Concurrent object discrimination task. Subjects learned 11 discrimination problems, in which the number of objects was held constant, but the degree of feature ambiguity was varied systematically. Each discrimination problem consisted of four objects, presented in pairs. Two of the four objects were designated correct (targets), and two were designated incorrect (nontargets). In each pair, only one object was a target (shown here on the left). The pairs of objects were presented continuously in a pseudorandom order until the subject selected the target objects for eight consecutive trials. Stimuli, Each object consisted of the conjunction of the following two stimulus features: barcode components (a; individual features shown as letters for illustrative purposes) and bug parts (b; body and legs). Shape and fill were the manipulated features for the blobs stimulus set; body plan and coat pattern were used for the beast stimulus set. For examples of these stimuli, see Figure 3. Ambiguity, There were three feature ambiguity conditions: minimum ambiguity, in which no features were explicitly ambiguous (i.e., each feature was consistently either part of a target or a nontarget); intermediate ambiguity, in which one feature in each object (e.g., legs) was ambiguous; and maximum ambiguity, in which all features were ambiguous (i.e., each feature was simultaneously present in a target and nontarget object).

On each trial, two objects were presented ∼15 cm apart on a touch-screen, and one object was arbitrarily designated correct (target) and the other incorrect (nontarget). Touching either stimulus resulted in the offset of the stimulus display, accompanied by a pleasant, high-pitched tone if the target was chosen and an unpleasant, low-pitched tone if the nontarget was chosen. The position of the target on the right or the left of the screen was randomized. The testing was divided into rounds based on stimulus type, with the following 11 rounds in total: minimum-, intermediate-, and maximum-ambiguity blobs; minimum-, intermediate-, and maximum-ambiguity barcodes; minimum-, intermediate-, and maximum-ambiguity bugs; and minimum- and maximum-ambiguity beasts (Fig. 2). There was no intermediate condition for the beast stimulus set, because it was not possible to generate four living animals with components that conformed to the requirements of this condition. Each round consisted of four different pairs of four objects (a four-pair concurrent discrimination), meaning that each target would appear with each nontarget and vice versa. The pairs were presented in blocks of four, such that each pair appeared once and only once within the block; within each block, the order of pairs was randomized. When a criterion of eight consecutive correct trials was reached, the round would terminate, and after a short delay, the subject would begin another task condition. The order of presentation of the conditions was counterbalanced so that the maximum condition of each stimulus type appeared before the minimum condition of the same stimulus type for one-half of the subjects and vice versa for the remaining participants. The blob stimuli were administered on a separate occasion to both patients and controls. An average of 6 months separated the two testing sessions.

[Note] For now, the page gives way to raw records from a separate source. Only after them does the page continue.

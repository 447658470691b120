//! Audio capture using cpal
//!
//! Opens an input stream with the exact negotiated format (interleaved
//! signed 16-bit at the configured channel count and rate) and forwards
//! every callback buffer into a bounded chunk channel. The recording engine
//! drains that channel non-blockingly; the callback itself never blocks and
//! never allocates beyond the forwarded chunk.

use anyhow::{anyhow, Context, Result};
use cpal::traits::{DeviceTrait, HostTrait, StreamTrait};
use crossbeam_channel::{bounded, Receiver};
use std::sync::atomic::{AtomicBool, Ordering};
use std::sync::Arc;

/// Chunks the engine can fall behind by before capture overflows. At typical
/// callback sizes this is several seconds of audio.
const CHUNK_CHANNEL_CAPACITY: usize = 256;

/// A capture stream feeding interleaved i16 chunks to the engine.
pub struct CaptureSource {
    _stream: Option<cpal::Stream>,
    chunks: Receiver<Vec<i16>>,
    overflow: Arc<AtomicBool>,
    failed: Arc<AtomicBool>,
}

impl CaptureSource {
    /// Open the named device (or the system default) and start capturing.
    #[allow(deprecated)] // cpal 0.17 deprecates name() but description() is not yet stable
    pub fn open(device_id: Option<&str>, channels: u16, rate: u32) -> Result<Self> {
        let host = cpal::default_host();

        let device = match device_id {
            None | Some("default") => host
                .default_input_device()
                .ok_or_else(|| anyhow!("no default capture device available"))?,
            Some(id) => find_input_device(&host, id)
                .ok_or_else(|| anyhow!("capture device not found: {}", id))?,
        };

        let device_name = device_display_name(&device);
        tracing::info!(
            "capturing from '{}': {} Hz, {} channel(s), s16le",
            device_name,
            rate,
            channels
        );

        let config = cpal::StreamConfig {
            channels,
            sample_rate: rate,
            buffer_size: cpal::BufferSize::Default,
        };

        let (tx, rx) = bounded::<Vec<i16>>(CHUNK_CHANNEL_CAPACITY);
        let overflow = Arc::new(AtomicBool::new(false));
        let failed = Arc::new(AtomicBool::new(false));

        let overflow_flag = overflow.clone();
        let failed_flag = failed.clone();

        let stream = device
            .build_input_stream(
                &config,
                move |data: &[i16], _: &cpal::InputCallbackInfo| {
                    if tx.try_send(data.to_vec()).is_err() {
                        // The engine stalled long enough to fill the channel;
                        // it reports this as a buffer overrun.
                        overflow_flag.store(true, Ordering::Relaxed);
                    }
                },
                move |err| {
                    tracing::error!("capture stream error: {}", err);
                    failed_flag.store(true, Ordering::Relaxed);
                },
                None,
            )
            .with_context(|| {
                format!(
                    "unsupported capture configuration on '{}': {} Hz, {} channel(s)",
                    device_name, rate, channels
                )
            })?;

        stream.play().context("failed to start capture stream")?;

        Ok(Self {
            _stream: Some(stream),
            chunks: rx,
            overflow,
            failed,
        })
    }

    /// A source fed by an arbitrary chunk producer instead of a device.
    /// The integration tests script capture scenarios through this.
    pub fn from_channel(chunks: Receiver<Vec<i16>>) -> Self {
        Self {
            _stream: None,
            chunks,
            overflow: Arc::new(AtomicBool::new(false)),
            failed: Arc::new(AtomicBool::new(false)),
        }
    }

    /// The channel the engine selects on.
    pub fn chunks(&self) -> &Receiver<Vec<i16>> {
        &self.chunks
    }

    /// Whether the callback had to drop a chunk.
    pub fn overflowed(&self) -> bool {
        self.overflow.load(Ordering::Relaxed)
    }

    /// Whether the stream reported a fatal error.
    pub fn failed(&self) -> bool {
        self.failed.load(Ordering::Relaxed)
    }
}

/// Get the display name for a device.
///
/// Uses `description()` as the primary method (cpal 0.17+), with `name()` as
/// fallback for edge cases where description isn't available.
#[allow(deprecated)]
pub fn device_display_name(device: &cpal::Device) -> String {
    device
        .description()
        .map(|desc| desc.name().to_string())
        .unwrap_or_else(|_| device.name().unwrap_or_else(|_| "unknown".to_string()))
}

/// Find an input device whose stable id or display name matches `id`.
fn find_input_device(host: &cpal::Host, id: &str) -> Option<cpal::Device> {
    let devices = host.input_devices().ok()?;
    for device in devices {
        if let Ok(device_id) = device.id() {
            if device_id.to_string() == id {
                return Some(device);
            }
        }
        if device_display_name(&device) == id {
            return Some(device);
        }
    }
    None
}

Informed consent was obtained from all subjects. This study received ethical approval from the Cambridge and Southampton Health Authority Local Research Ethics Committees (UK).

Results

The prevailing view of memory organization predicts that both groups of amnesic patients should show impairments on all conditions of this task, because it is a rapidly learned two-choice discrimination task. Rapid learning is thought to be a defining characteristic of declarative memory and would thus require an intact hippocampus (Teng et al., 2000; Zola and Squire, 2000). This view also makes no provision for impairments being influenced by feature ambiguity (Stark and Squire, 2000; Squire et al., 2004). Instead, the degree of impairment should be modulated by the extent of damage within the MTL (hippocampal group less impaired than MTL cases) (Zola-Morgan et al., 1994). In contrast, theories guided by work in nonhuman primates predict (1) that there should be different profiles of performance between the hippocampal and MTL groups, with normal performance in the former (Baxter and Murray, 2001) and (2) that the MTL patients should be impaired when feature ambiguity is high but not when it is low (Buckley et al., 2001; Bussey et al., 2002). In addition, it is possible that familiarity might influence performance in the MTL cases, with greater deficits evident on novel stimuli (Lee et al., 2005b).

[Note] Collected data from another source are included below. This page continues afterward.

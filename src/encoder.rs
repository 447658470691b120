//! External encoder child process
//!
//! Recording spills raw PCM into the standard input of a spawned `lame` or
//! `flac` process, which writes the timestamped output file itself. The
//! pipe's write end is non-blocking while the event loop runs and is flipped
//! to blocking exactly once, for the final flush at shutdown.

use crate::audio::CaptureRing;
use crate::fd::set_nonblocking;
use std::fmt::Write as _;
use std::io::{self, Write};
use std::os::unix::io::AsRawFd;
use std::process::{Child, ChildStdin, Command, ExitStatus, Stdio};
use std::str::FromStr;

/// Target encoding, chosen explicitly or from the template suffix.
#[derive(Debug, Clone, Copy, PartialEq, Eq)]
pub enum Codec {
    Mp3,
    Flac,
}

impl Codec {
    /// Guess the codec from the filename template suffix.
    pub fn from_template(template: &str) -> Option<Self> {
        if template.ends_with(".mp3") {
            Some(Codec::Mp3)
        } else if template.ends_with(".flac") {
            Some(Codec::Flac)
        } else {
            None
        }
    }

    /// Environment variable overriding the encoder binary.
    pub fn binary_env_var(self) -> &'static str {
        match self {
            Codec::Mp3 => "LAME",
            Codec::Flac => "FLAC",
        }
    }

    /// Default encoder binary, resolved through the search path.
    pub fn default_binary(self) -> &'static str {
        match self {
            Codec::Mp3 => "lame",
            Codec::Flac => "flac",
        }
    }
}

impl FromStr for Codec {
    type Err = String;

    fn from_str(s: &str) -> Result<Self, Self::Err> {
        match s {
            "MP3" => Ok(Codec::Mp3),
            "FLAC" => Ok(Codec::Flac),
            _ => Err(format!("unsupported codec: {s}")),
        }
    }
}

/// Errors from the encoder lifecycle.
#[derive(Debug, thiserror::Error)]
pub enum EncoderError {
    #[error("unsupported number of channels for MP3: {0}")]
    UnsupportedChannels(u16),

    #[error("unable to render filename template: {0}")]
    FilenameTemplate(String),

    #[error("failed to spawn encoder '{binary}': {source}")]
    Spawn {
        binary: String,
        source: io::Error,
    },

    #[error("encoder exited with {0}")]
    Exit(ExitStatus),

    #[error("encoder pipe error: {0}")]
    Io(#[from] io::Error),
}

/// Whether the child's stdin is still accepting data.
#[derive(Debug, Clone, Copy, PartialEq, Eq)]
pub enum PipeStatus {
    Open,
    Closed,
}

/// Render the output filename from the strftime template at trigger time.
pub fn render_filename(template: &str) -> Result<String, EncoderError> {
    let mut out = String::new();
    // chrono surfaces bad directives as a fmt error while rendering
    write!(out, "{}", chrono::Local::now().format(template))
        .map_err(|_| EncoderError::FilenameTemplate(template.to_string()))?;
    Ok(out)
}

/// Build the encoder invocation for one output file.
pub fn encoder_command(
    codec: Codec,
    binary: &str,
    vbr: f32,
    channels: u16,
    rate: u32,
    outfile: &str,
) -> Result<Command, EncoderError> {
    let mut cmd = Command::new(binary);
    match codec {
        Codec::Mp3 => {
            let mode = match channels {
                1 => "m",
                2 => "s",
                n => return Err(EncoderError::UnsupportedChannels(n)),
            };
            cmd.arg("--silent")
                .arg("-V")
                .arg(vbr.to_string())
                .arg("-r")
                .arg("-m")
                .arg(mode)
                .arg("-s")
                .arg(format!("{}.{:03}", rate / 1000, rate % 1000))
                .arg("--signed")
                .arg("--bitwidth")
                .arg("16")
                .arg("--little-endian")
                .arg("-")
                .arg(outfile);
        }
        Codec::Flac => {
            cmd.arg("--silent")
                .arg("--force-raw-format")
                .arg(format!("--channels={channels}"))
                .arg(format!("--sample-rate={rate}"))
                .arg("--sign=signed")
                .arg("--bps=16")
                .arg("--endian=little")
                .arg("-o")
                .arg(outfile)
                .arg("-");
        }
    }
    Ok(cmd)
}

/// A running encoder child and the non-blocking write end of its pipe.
#[derive(Debug)]
pub struct EncoderSink {
    child: Child,
    stdin: Option<ChildStdin>,
}

impl EncoderSink {
    /// Spawn the child with a piped stdin and mark the write end
    /// non-blocking.
    pub fn spawn(mut cmd: Command) -> Result<Self, EncoderError> {
        let binary = cmd.get_program().to_string_lossy().into_owned();
        let mut child = cmd
            .stdin(Stdio::piped())
            .spawn()
            .map_err(|source| EncoderError::Spawn { binary, source })?;
        let stdin = match child.stdin.take() {
            Some(stdin) => stdin,
            None => return Err(EncoderError::Io(io::Error::other("encoder stdin unavailable"))),
        };
        set_nonblocking(stdin.as_raw_fd(), true)?;

        tracing::debug!("encoder pid: {}", child.id());
        Ok(Self {
            child,
            stdin: Some(stdin),
        })
    }

    /// Drain committed frames into the pipe, one non-blocking write per
    /// iteration, until the payload region is empty or the pipe is full.
    pub fn drain(&mut self, ring: &mut CaptureRing) -> Result<PipeStatus, EncoderError> {
        let stdin = match self.stdin.as_mut() {
            Some(stdin) => stdin,
            None => return Ok(PipeStatus::Closed),
        };
        loop {
            let payload = ring.payload();
            if payload.is_empty() {
                return Ok(PipeStatus::Open);
            }
            match stdin.write(payload) {
                Ok(0) => return Ok(PipeStatus::Closed),
                Ok(n) => {
                    tracing::trace!("wrote {} bytes to encoder", n);
                    ring.advance_consumer(n);
                }
                Err(e) if e.kind() == io::ErrorKind::WouldBlock => return Ok(PipeStatus::Open),
                Err(e) if e.kind() == io::ErrorKind::BrokenPipe => return Ok(PipeStatus::Closed),
                Err(e) => return Err(e.into()),
            }
        }
    }

    /// Whether the child has already exited (the pipe-hangup analogue).
    pub fn exited(&mut self) -> io::Result<Option<ExitStatus>> {
        self.child.try_wait()
    }

    /// Flush the remaining payload in blocking mode, close the pipe and reap
    /// the child. A non-zero exit status is an error.
    pub fn finish(mut self, ring: &mut CaptureRing) -> Result<(), EncoderError> {
        if let Some(mut stdin) = self.stdin.take() {
            set_nonblocking(stdin.as_raw_fd(), false)?;
            loop {
                let payload = ring.payload();
                if payload.is_empty() {
                    break;
                }
                match stdin.write(payload) {
                    Ok(0) => break,
                    Ok(n) => ring.advance_consumer(n),
                    Err(e) if e.kind() == io::ErrorKind::BrokenPipe => break,
                    Err(e) => return Err(e.into()),
                }
            }
            // dropping the write end delivers EOF to the child
        }

        let status = self.child.wait()?;
        if !status.success() {
            return Err(EncoderError::Exit(status));
        }
        Ok(())
    }
}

Statistical analyses on the acquisition data (shown as errors to criterion in Fig. 3) indicated that the two patient groups did not perform similarly across the different task conditions. The data for the four subject groups were subjected to four repeated-measures ANOVAs based on stimulus type (i.e., blobs, barcodes, bugs, and beasts). A single within-subject factor of ambiguity was incorporated with three levels (or two, in the case of the beast stimuli) corresponding to the degree of feature ambiguity (i.e., minimum, intermediate, and maximum). Given that the subject groups were structured (i.e., the young controls were chosen to match the hippocampal patients, and the elderly controls were selected to match the MTL patients), two between-subject factors, each with two levels, were included: (1) “health” with the levels patient (incorporating both patient groups) and control (incorporating both control groups) and (2) “lesion type” with the levels hippocampal (incorporating the hippocampal group and their matched controls) and MTL (incorporating the MTL group and their matched controls). The Huynh-Feldt correction was used in cases in which Mauchley's W statistic implied that sphericity could not be assumed. This analysis showed that the interaction between health and lesion type was significant for all stimulus types (all p < 0.001), suggesting that the difference between the MTL group and their matched controls was significantly greater than that between the hippocampal patients and their respective controls on all stimuli.

Figure 3.


Figure 3.

Mean errors to criterion (8 consecutive correct responses) for the two patient groups and two control groups (averaged) for blobs (a), barcodes (b), bugs (c), and beasts (d) are shown. There was no significant difference between the young and old controls. One MTL patient was unable to achieve the criterion of eight consecutive correct for maximum-ambiguity blobs, intermediate-ambiguity barcodes, and maximum-ambiguity barcodes (>140 trials). Objects used in the maximum-ambiguity condition of each stimulus type are shown on each graph. Correct objects are depicted on the left; incorrect objects are on the right. Error bars represent SEM. **p < 0.01 (MTL group vs control).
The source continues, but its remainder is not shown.